Tune all parameters using 3-fold CV with the timesplit function like in assignment 1. I'll write a different time split function and we'll rerun with 5-10 fold CV again later before submission.

This file should save the output of the prediction in the format:

| ticker | quarter_year  | log_revenue_prediction | CAR_prediction |
|--------|---------------|------------------------|----------------|
| BAC    | Q1 2001       | 123                    | 0.5            |
| JPM    | Q1 2001       | 456                    | 0.8            |
| WFC    | Q1 2001       | 789                    | 0.25           |

Enjoy!

In [35]:
import pandas as pd
import numpy as np
from sklearn.model_selection import GridSearchCV, TimeSeriesSplit, KFold
from sklearn.metrics import mean_squared_error, r2_score, mean_absolute_error
import lightgbm as lgb

import matplotlib.pyplot as plt
import seaborn as sns
import warnings
warnings.filterwarnings("ignore")

## Revenue

In [2]:
df_train_rev = pd.read_csv("data/train_data_REV_with_text.csv")
df_test_rev = pd.read_csv("data/test_data_REV_with_text.csv")
df_train_rev = df_train_rev.sort_values(by=['datacqtr', 'tic']).reset_index(drop=True)
df_test_rev = df_test_rev.sort_values(by=['datacqtr', 'tic']).reset_index(drop=True)

In [3]:
# Create the lagged column
df_train_rev['Total Current Operating Revenue_lag1'] = df_train_rev.groupby('tic')['Total Current Operating Revenue'].shift(1)
df_train_rev['Total Current Operating Revenue_lag2'] = df_train_rev.groupby('tic')['Total Current Operating Revenue'].shift(2)
df_train_rev['Total Current Operating Revenue_lag3'] = df_train_rev.groupby('tic')['Total Current Operating Revenue'].shift(3)
df_train_rev['Total Current Operating Revenue_lag4'] = df_train_rev.groupby('tic')['Total Current Operating Revenue'].shift(4)
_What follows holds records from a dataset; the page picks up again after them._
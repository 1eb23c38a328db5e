//! Image-to-text bridging via a multimodal model.
//!
//! Two jobs, one capability: at ingest time every extracted image is
//! captioned so it can live in the text embedding space; at query time
//! an uploaded query image is described so the description can be
//! embedded as the image-side query vector. Both go through the
//! [`Captioner`] trait so tests can substitute a deterministic
//! describer.

use async_trait::async_trait;
use base64::Engine;
use std::time::Duration;

use folio_core::error::PipelineError;

use crate::config::VisionConfig;

/// Prompt used to caption images extracted from documents.
pub const CHUNK_CAPTION_PROMPT: &str = "Provide a detailed description of this image. If it \
contains charts, graphs, or tables, extract the key information and data. Describe the main \
subject and any important context.";

/// Prompt used to describe a user's query image for retrieval.
pub const QUERY_IMAGE_PROMPT: &str = "Describe this image in detail. Focus on key objects, \
text, charts, and the overall context. This description will be used to find relevant \
information in a database.";

/// Produces a text description of an image.
#[async_trait]
pub trait Captioner: Send + Sync {
    async fn describe(&self, image: &[u8], prompt: &str) -> Result<String, PipelineError>;
}

/// Captioner backed by an Ollama-hosted vision model via `/api/chat`.
pub struct OllamaCaptioner {
    base_url: String,
    model: String,
    client: reqwest::Client,
}

impl OllamaCaptioner {
    pub fn new(config: &VisionConfig) -> Result<Self, PipelineError> {
        let client = reqwest::Client::builder()
            .timeout(Duration::from_secs(config.timeout_secs))
            .build()
            .map_err(|e| PipelineError::GenerationFailed(format!("vision model: {}", e)))?;
        Ok(Self {
            base_url: config.base_url.trim_end_matches('/').to_string(),
            model: config.model.clone(),
            client,
        })
    }
}

#[async_trait]
impl Captioner for OllamaCaptioner {
    async fn describe(&self, image: &[u8], prompt: &str) -> Result<String, PipelineError> {
        let url = format!("{}/api/chat", self.base_url);
        let image_b64 = base64::engine::general_purpose::STANDARD.encode(image);
        let body = serde_json::json!({
            "model": self.model,
            "stream": false,
            "options": { "temperature": 0.0 },
            "messages": [{
                "role": "user",
                "content": prompt,
                "images": [image_b64],
            }],
        });

        let response = self
            .client
            .post(&url)
            .json(&body)
            .send()
            .await
            .map_err(|e| PipelineError::GenerationFailed(format!("vision model: {}", e)))?;

        let status = response.status();
        if !status.is_success() {
            let body_text = response.text().await.unwrap_or_default();
            return Err(PipelineError::GenerationFailed(format!(
                "vision API error {}: {}",
                status, body_text
            )));
        }

        let json: serde_json::Value = response
            .json()
            .await
            .map_err(|e| PipelineError::GenerationFailed(format!("vision model: {}", e)))?;

        json.get("message")
            .and_then(|m| m.get("content"))
            .and_then(|c| c.as_str())
            .map(|s| s.trim().to_string())
            .ok_or_else(|| {
                PipelineError::GenerationFailed(
                    "invalid vision response: missing message content".to_string(),
                )
            })
    }
}
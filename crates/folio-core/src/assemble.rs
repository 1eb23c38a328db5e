//! Grounded context assembly.
//!
//! Converts a ranked result list into the structured, citation-bearing
//! context handed to the answer generator. Chunks are admitted greedily
//! in rank order under a character budget; a chunk that would overflow
//! is skipped whole, never truncated mid-content. Each admitted chunk
//! gets a human-readable citation label derived from its source
//! filename and page.

use crate::models::{Chunk, Citation, Modality, RetrievalResult};

/// One admitted chunk with its citation label.
#[derive(Debug, Clone)]
pub struct ContextEntry {
    pub chunk: Chunk,
    pub label: String,
    pub score: f64,
}

/// Ordered evidence set for a single query. Never persisted; built per
/// query and discarded after the generation call returns.
#[derive(Debug, Clone)]
pub struct GroundedContext {
    pub entries: Vec<ContextEntry>,
    /// Characters admitted so far; never exceeds `budget_chars`.
    pub used_chars: usize,
    pub budget_chars: usize,
}

/// Citation label for a chunk: `"paper.pdf, p.12"`.
pub fn citation_label(chunk: &Chunk) -> String {
    format!("{}, p.{}", chunk.filename, chunk.page)
}

/// Greedily admit ranked chunks under the character budget.
///
/// Admission stops early only when the budget is fully exhausted;
/// otherwise each remaining chunk is considered, so a small chunk can
/// still be admitted after a large one was skipped.
pub fn assemble(results: &[RetrievalResult], budget_chars: usize) -> GroundedContext {
    let mut ctx = GroundedContext {
        entries: Vec::new(),
        used_chars: 0,
        budget_chars,
    };

    for result in results {
        let cost = result.chunk.text.chars().count();
        if ctx.used_chars + cost > budget_chars {
            continue;
        }
        ctx.used_chars += cost;
        ctx.entries.push(ContextEntry {
            label: citation_label(&result.chunk),
            chunk: result.chunk.clone(),
            score: result.score,
        });
        if ctx.used_chars == budget_chars {
            break;
        }
    }

    ctx
}

impl GroundedContext {
    pub fn is_empty(&self) -> bool {
        self.entries.is_empty()
    }

    /// Render the context block for the generator prompt.
    ///
    /// Text chunks contribute their text verbatim; image chunks are
    /// represented as an image reference plus their caption. Each entry
    /// is introduced by a numbered citation marker.
    pub fn render(&self) -> String {
        let mut out = String::new();
        for (i, entry) in self.entries.iter().enumerate() {
            if i > 0 {
                out.push_str("\n\n---\n\n");
            }
            out.push_str(&format!("[{}] ({})\n", i + 1, entry.label));
            match entry.chunk.modality {
                Modality::Text => out.push_str(&entry.chunk.text),
                Modality::Image => {
                    out.push_str(&format!("[image] {}", entry.chunk.text));
                }
            }
        }
        out
    }

    /// Ordered citation list matching the `[n]` markers in `render`.
    pub fn citations(&self) -> Vec<Citation> {
        self.entries
            .iter()
            .map(|e| Citation {
                label: e.label.clone(),
                document_id: e.chunk.document_id.clone(),
                filename: e.chunk.filename.clone(),
                page: e.chunk.page,
            })
            .collect()
    }
}
//! Answer generator adapter.
//!
//! The generation model is an external capability: assembled context
//! and question in, answer text out. The [`AnswerGenerator`] trait
//! keeps it mockable; [`OllamaGenerator`] talks to a locally hosted
//! model through `/api/chat`.

use async_trait::async_trait;
use std::time::Duration;

use folio_core::error::PipelineError;

use crate::config::GenerationConfig;

/// External answer generation capability.
#[async_trait]
pub trait AnswerGenerator: Send + Sync {
    /// Produce an answer to `question` using only `context`.
    async fn answer(&self, question: &str, context: &str) -> Result<String, PipelineError>;
}

/// Generator backed by an Ollama-hosted chat model.
pub struct OllamaGenerator {
    base_url: String,
    model: String,
    client: reqwest::Client,
}

impl OllamaGenerator {
    pub fn new(config: &GenerationConfig) -> Result<Self, PipelineError> {
        let client = reqwest::Client::builder()
            .timeout(Duration::from_secs(config.timeout_secs))
            .build()
            .map_err(|e| PipelineError::GenerationFailed(e.to_string()))?;
        Ok(Self {
            base_url: config.base_url.trim_end_matches('/').to_string(),
            model: config.model.clone(),
            client,
        })
    }
}

/// Build the grounded-answer prompt: the model may use only the
/// provided context, so an ungrounded question cannot be answered
/// silently from model memory.
fn build_prompt(question: &str, context: &str) -> String {
    format!(
        "**Your Role**: You are a document analysis assistant.\n\
         **Task**: Based ONLY on the \"Context Information\" below, answer the \"User's Question\".\n\
         ---\n\
         **Context Information**:\n{}\n\
         ---\n\
         **User's Question**:\n{}\n\
         ---\n\
         **Your Answer**:",
        context, question
    )
}

#[async_trait]
impl AnswerGenerator for OllamaGenerator {
    async fn answer(&self, question: &str, context: &str) -> Result<String, PipelineError> {
        let url = format!("{}/api/chat", self.base_url);
        let body = serde_json::json!({
            "model": self.model,
            "stream": false,
            "options": { "temperature": 0.1 },
            "messages": [{
                "role": "user",
                "content": build_prompt(question, context),
            }],
        });

        let response = self.client.post(&url).json(&body).send().await.map_err(|e| {
            if e.is_timeout() {
                PipelineError::Timeout("generation".to_string())
            } else {
                PipelineError::GenerationFailed(e.to_string())
            }
        })?;

        let status = response.status();
        if !status.is_success() {
            let body_text = response.text().await.unwrap_or_default();
            return Err(PipelineError::GenerationFailed(format!(
                "generation API error {}: {}",
                status, body_text
            )));
        }

        let json: serde_json::Value = response
            .json()
            .await
            .map_err(|e| PipelineError::GenerationFailed(e.to_string()))?;

        json.get("message")
            .and_then(|m| m.get("content"))
            .and_then(|c| c.as_str())
            .map(|s| s.trim().to_string())
            .ok_or_else(|| {
                PipelineError::GenerationFailed(
                    "invalid chat response: missing message content".to_string(),
                )
            })
    }
}

#[cfg(test)]
mod tests {
    use super::*;

    #[test]
    fn prompt_contains_context_and_question() {
        let prompt = build_prompt("What is the revenue?", "[1] (q.pdf, p.3)\nRevenue was $5M.");
        assert!(prompt.contains("Revenue was $5M."));
        assert!(prompt.contains("What is the revenue?"));
        assert!(prompt.contains("Based ONLY on"));
    }
}
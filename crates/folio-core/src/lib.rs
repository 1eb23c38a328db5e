//! # Folio Core
//!
//! Shared logic for Folio's multimodal retrieval-and-grounding pipeline:
//! data models, chunking, vector index abstraction, fused retrieval, and
//! grounded context assembly.
//!
//! This crate contains no tokio, HTTP, filesystem I/O, or PDF parsing.
//! Everything here is deterministic given its inputs, so the retrieval
//! algorithm can be tested without external model-serving processes.

pub mod assemble;
pub mod chunk;
pub mod error;
pub mod models;
pub mod retrieve;
pub mod store;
df_train_rev['Net Charge-Offs_lag1'] = df_train_rev.groupby('tic')['Net Charge-Offs'].shift(1)
df_train_rev['Net Charge-Offs_lag2'] = df_train_rev.groupby('tic')['Net Charge-Offs'].shift(2)
df_train_rev['Net Charge-Offs_lag3'] = df_train_rev.groupby('tic')['Net Charge-Offs'].shift(3)
df_train_rev['Net Charge-Offs_lag4'] = df_train_rev.groupby('tic')['Net Charge-Offs'].shift(4)

df_train_rev['Invested Capital - Total_lag1'] = df_train_rev.groupby('tic')['Invested Capital - Total'].shift(1)
df_train_rev['Invested Capital - Total_lag2'] = df_train_rev.groupby('tic')['Invested Capital - Total'].shift(2)
df_train_rev['Invested Capital - Total_lag3'] = df_train_rev.groupby('tic')['Invested Capital - Total'].shift(3)
df_train_rev['Invested Capital - Total_lag4'] = df_train_rev.groupby('tic')['Invested Capital - Total'].shift(4)



df_test_rev['Total Current Operating Revenue_lag1'] = df_test_rev.groupby('tic')['Total Current Operating Revenue'].shift(1)
df_test_rev['Total Current Operating Revenue_lag2'] = df_test_rev.groupby('tic')['Total Current Operating Revenue'].shift(2)
df_test_rev['Total Current Operating Revenue_lag3'] = df_test_rev.groupby('tic')['Total Current Operating Revenue'].shift(3)
df_test_rev['Total Current Operating Revenue_lag4'] = df_test_rev.groupby('tic')['Total Current Operating Revenue'].shift(4)

df_test_rev['Net Charge-Offs_lag1'] = df_test_rev.groupby('tic')['Net Charge-Offs'].shift(1)
df_test_rev['Net Charge-Offs_lag2'] = df_test_rev.groupby('tic')['Net Charge-Offs'].shift(2)
df_test_rev['Net Charge-Offs_lag3'] = df_test_rev.groupby('tic')['Net Charge-Offs'].shift(3)
df_test_rev['Net Charge-Offs_lag4'] = df_test_rev.groupby('tic')['Net Charge-Offs'].shift(4)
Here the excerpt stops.